RECORD EXCERPTS |
+---+

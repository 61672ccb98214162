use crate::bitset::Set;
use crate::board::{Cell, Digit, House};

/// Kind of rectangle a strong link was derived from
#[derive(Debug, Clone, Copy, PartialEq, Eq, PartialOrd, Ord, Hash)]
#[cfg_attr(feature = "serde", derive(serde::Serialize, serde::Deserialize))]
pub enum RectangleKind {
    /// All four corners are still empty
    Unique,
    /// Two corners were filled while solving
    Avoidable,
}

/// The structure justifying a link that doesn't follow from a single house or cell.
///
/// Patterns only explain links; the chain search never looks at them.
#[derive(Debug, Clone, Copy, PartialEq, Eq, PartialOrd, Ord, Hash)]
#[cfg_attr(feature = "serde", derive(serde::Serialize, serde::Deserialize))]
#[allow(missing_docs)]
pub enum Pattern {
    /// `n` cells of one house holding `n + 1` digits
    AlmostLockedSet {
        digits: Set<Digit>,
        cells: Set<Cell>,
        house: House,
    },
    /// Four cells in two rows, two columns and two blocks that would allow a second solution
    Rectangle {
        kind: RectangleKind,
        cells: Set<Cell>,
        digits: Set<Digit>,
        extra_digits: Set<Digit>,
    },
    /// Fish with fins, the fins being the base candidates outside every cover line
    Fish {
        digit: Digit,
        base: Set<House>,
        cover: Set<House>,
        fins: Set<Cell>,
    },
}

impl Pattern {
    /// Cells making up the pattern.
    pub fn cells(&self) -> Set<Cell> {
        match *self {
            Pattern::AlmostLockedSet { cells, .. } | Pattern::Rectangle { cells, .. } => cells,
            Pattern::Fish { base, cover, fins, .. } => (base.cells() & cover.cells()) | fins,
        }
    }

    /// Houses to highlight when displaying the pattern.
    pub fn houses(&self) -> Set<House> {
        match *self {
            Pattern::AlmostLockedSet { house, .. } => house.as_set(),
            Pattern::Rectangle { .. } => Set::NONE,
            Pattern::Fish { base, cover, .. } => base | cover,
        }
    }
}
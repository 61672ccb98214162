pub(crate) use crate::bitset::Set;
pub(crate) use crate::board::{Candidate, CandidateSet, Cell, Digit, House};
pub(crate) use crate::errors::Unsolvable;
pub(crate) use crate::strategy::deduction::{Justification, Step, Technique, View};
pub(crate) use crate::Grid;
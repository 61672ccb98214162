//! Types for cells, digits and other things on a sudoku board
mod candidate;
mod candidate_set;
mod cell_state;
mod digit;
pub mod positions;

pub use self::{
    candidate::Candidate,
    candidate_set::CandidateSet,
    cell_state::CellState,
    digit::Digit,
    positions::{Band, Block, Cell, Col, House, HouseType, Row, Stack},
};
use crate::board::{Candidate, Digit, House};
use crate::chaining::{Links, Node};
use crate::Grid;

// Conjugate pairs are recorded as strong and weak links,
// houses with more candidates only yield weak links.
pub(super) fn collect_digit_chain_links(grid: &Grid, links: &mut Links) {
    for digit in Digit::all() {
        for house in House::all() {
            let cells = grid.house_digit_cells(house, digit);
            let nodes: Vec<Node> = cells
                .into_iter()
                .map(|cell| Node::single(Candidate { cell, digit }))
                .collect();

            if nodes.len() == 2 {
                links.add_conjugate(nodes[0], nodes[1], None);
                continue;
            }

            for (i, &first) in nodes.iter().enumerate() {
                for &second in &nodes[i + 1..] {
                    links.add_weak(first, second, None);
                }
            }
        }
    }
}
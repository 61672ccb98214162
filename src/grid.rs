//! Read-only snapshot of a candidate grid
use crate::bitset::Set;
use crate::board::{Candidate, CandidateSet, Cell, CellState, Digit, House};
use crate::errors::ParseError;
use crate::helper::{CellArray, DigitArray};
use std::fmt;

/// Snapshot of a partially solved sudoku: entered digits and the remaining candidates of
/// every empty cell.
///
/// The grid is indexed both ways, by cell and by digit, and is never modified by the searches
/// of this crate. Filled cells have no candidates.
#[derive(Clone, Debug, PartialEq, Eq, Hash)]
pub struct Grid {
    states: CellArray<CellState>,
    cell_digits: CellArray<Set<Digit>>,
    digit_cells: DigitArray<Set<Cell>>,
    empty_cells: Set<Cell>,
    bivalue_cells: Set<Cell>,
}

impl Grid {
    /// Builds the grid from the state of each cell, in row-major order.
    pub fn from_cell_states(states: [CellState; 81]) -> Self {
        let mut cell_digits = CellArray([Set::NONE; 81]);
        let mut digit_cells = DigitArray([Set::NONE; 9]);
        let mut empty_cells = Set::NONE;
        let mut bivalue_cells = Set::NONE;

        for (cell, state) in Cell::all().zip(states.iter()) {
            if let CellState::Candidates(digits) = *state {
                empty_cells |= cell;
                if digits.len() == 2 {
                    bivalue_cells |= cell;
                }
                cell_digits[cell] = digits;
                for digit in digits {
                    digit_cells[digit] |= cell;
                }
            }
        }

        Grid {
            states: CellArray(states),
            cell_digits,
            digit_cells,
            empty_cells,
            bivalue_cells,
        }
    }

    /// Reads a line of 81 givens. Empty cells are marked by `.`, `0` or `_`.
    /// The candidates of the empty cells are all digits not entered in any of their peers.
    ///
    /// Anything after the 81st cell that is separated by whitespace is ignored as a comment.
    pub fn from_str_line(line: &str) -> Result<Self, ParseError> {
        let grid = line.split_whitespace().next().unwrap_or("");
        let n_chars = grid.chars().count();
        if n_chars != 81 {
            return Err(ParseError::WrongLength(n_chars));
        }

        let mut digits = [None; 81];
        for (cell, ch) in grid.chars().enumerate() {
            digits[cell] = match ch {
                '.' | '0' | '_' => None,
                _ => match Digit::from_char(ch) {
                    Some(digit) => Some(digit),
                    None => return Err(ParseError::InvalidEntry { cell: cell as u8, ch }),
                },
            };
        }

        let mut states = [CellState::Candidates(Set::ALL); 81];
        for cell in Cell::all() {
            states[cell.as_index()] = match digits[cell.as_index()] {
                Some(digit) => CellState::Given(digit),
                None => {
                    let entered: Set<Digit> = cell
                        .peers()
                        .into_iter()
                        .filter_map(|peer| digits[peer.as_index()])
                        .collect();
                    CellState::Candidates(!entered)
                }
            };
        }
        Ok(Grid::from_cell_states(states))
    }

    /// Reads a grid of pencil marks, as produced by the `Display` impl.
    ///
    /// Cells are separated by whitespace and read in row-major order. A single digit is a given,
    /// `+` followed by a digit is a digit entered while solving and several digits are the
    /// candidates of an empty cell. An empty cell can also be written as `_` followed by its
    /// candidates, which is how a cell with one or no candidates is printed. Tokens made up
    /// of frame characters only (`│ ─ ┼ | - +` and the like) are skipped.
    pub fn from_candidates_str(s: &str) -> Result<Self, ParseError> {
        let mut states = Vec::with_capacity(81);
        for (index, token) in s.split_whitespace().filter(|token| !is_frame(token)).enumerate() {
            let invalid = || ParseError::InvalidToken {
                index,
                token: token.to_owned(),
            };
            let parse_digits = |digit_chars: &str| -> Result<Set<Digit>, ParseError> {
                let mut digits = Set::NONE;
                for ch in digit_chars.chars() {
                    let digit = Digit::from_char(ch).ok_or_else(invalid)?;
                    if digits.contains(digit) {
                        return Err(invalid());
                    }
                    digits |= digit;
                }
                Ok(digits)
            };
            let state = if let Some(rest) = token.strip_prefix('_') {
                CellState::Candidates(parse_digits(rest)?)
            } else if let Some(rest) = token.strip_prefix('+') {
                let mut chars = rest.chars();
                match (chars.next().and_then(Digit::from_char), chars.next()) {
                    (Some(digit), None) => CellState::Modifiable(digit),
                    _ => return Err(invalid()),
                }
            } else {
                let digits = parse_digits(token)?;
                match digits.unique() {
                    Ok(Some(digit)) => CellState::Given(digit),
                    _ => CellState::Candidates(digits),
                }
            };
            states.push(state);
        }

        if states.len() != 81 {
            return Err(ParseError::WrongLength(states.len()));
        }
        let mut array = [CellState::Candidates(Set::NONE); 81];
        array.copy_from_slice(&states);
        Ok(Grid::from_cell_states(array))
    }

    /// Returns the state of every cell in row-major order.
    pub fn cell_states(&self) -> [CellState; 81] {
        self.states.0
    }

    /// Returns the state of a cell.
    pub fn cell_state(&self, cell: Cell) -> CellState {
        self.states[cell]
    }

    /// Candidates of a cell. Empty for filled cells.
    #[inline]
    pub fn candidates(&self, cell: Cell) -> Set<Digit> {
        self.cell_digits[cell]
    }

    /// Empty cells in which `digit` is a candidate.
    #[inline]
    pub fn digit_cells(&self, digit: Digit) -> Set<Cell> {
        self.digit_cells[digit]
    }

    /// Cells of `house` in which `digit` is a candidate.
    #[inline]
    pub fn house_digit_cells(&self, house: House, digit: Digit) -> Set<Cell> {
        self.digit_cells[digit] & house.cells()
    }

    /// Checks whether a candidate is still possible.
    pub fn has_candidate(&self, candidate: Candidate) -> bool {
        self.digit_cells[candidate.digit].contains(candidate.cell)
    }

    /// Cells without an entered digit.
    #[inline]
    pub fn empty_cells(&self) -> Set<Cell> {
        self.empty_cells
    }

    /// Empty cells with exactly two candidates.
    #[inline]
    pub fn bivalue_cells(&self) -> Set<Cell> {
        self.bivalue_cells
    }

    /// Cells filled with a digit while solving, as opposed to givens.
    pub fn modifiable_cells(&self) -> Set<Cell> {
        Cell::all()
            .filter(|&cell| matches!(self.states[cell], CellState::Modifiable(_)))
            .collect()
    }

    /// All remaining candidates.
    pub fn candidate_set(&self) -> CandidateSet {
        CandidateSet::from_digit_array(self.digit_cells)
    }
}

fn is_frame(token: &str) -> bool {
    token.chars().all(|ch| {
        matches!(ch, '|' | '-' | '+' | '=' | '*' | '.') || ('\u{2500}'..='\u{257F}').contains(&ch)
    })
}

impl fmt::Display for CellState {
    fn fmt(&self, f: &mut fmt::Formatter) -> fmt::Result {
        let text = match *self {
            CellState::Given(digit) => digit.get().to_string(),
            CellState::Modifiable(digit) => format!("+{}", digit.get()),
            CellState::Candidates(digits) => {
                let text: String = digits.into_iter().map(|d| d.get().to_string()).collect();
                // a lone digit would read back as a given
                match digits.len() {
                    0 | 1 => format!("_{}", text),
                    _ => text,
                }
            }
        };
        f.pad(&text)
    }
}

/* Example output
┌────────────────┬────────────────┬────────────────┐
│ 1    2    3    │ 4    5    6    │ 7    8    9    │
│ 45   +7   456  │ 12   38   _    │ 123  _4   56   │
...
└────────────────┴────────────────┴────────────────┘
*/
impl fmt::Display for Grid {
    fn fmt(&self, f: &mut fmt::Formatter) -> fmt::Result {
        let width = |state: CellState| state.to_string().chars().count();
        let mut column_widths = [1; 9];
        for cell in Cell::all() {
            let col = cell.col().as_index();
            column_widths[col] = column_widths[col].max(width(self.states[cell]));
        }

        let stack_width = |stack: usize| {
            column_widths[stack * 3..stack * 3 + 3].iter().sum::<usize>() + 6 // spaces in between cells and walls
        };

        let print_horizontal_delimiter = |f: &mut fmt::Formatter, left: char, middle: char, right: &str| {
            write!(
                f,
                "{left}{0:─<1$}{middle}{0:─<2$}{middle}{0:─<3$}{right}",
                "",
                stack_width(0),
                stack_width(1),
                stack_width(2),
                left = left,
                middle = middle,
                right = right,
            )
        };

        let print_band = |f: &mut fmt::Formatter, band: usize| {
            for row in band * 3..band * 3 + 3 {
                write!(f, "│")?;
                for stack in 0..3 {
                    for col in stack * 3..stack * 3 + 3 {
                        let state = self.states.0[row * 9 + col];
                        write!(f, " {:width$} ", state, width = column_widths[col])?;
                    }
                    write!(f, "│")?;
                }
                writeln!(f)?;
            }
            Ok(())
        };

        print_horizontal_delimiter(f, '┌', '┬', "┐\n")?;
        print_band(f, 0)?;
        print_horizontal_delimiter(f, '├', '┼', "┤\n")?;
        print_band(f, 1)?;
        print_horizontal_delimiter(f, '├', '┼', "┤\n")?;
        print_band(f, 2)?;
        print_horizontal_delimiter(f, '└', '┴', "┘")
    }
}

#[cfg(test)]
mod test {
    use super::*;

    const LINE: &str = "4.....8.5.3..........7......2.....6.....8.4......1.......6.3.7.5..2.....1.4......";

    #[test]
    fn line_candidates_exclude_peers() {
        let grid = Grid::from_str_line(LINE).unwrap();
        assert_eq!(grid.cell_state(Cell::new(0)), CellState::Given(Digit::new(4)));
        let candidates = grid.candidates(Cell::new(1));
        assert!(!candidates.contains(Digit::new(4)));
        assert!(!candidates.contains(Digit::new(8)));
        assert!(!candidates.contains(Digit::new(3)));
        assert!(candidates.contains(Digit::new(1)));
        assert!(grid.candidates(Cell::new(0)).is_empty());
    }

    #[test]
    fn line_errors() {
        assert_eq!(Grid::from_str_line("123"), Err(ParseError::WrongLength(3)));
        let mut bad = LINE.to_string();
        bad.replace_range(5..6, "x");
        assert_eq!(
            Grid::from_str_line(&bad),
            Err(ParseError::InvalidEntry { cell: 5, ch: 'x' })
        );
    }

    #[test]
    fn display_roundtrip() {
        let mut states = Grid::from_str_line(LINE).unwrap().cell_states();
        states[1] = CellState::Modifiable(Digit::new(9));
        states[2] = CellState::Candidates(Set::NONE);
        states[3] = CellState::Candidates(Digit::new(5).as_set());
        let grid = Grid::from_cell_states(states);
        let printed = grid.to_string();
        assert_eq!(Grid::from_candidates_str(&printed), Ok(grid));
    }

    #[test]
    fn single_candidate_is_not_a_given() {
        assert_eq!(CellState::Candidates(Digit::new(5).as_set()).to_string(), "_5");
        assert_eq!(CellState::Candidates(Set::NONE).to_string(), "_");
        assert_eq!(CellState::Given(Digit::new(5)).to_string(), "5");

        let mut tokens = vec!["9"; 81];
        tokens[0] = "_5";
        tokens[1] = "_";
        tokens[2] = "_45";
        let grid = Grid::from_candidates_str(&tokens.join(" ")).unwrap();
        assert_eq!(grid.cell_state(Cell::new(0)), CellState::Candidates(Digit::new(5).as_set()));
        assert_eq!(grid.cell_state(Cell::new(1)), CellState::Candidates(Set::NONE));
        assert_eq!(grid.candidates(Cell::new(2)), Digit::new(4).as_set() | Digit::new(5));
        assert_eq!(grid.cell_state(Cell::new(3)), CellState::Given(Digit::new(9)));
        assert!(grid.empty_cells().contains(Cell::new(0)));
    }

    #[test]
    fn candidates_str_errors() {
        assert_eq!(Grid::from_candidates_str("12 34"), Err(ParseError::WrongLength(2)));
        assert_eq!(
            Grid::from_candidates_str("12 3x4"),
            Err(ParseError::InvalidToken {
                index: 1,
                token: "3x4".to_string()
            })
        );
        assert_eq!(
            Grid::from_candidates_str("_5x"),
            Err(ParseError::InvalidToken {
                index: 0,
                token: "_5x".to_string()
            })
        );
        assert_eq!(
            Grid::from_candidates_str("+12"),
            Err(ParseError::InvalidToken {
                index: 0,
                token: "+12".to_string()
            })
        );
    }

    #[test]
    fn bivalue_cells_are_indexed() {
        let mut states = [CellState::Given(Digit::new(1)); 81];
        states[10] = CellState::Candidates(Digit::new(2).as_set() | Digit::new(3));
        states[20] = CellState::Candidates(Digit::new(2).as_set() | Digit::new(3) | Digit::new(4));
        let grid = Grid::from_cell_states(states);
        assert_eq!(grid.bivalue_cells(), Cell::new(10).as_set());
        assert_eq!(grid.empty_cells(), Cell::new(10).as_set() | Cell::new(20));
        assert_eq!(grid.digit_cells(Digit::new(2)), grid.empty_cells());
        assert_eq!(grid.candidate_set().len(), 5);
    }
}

+---+

WHAT TO WORK ON | Every line with the word "CandidateSet" in it should be copied from the listing above.

WRITTEN ANSWER |
pub(crate) use crate::board::{Candidate, CandidateSet, Cell, Digit, House};
    candidate_set::CandidateSet,
use crate::board::{Candidate, CandidateSet, Cell, CellState, Digit, House};
    pub fn candidate_set(&self) -> CandidateSet {
        CandidateSet::from_digit_array(self.digit_cells)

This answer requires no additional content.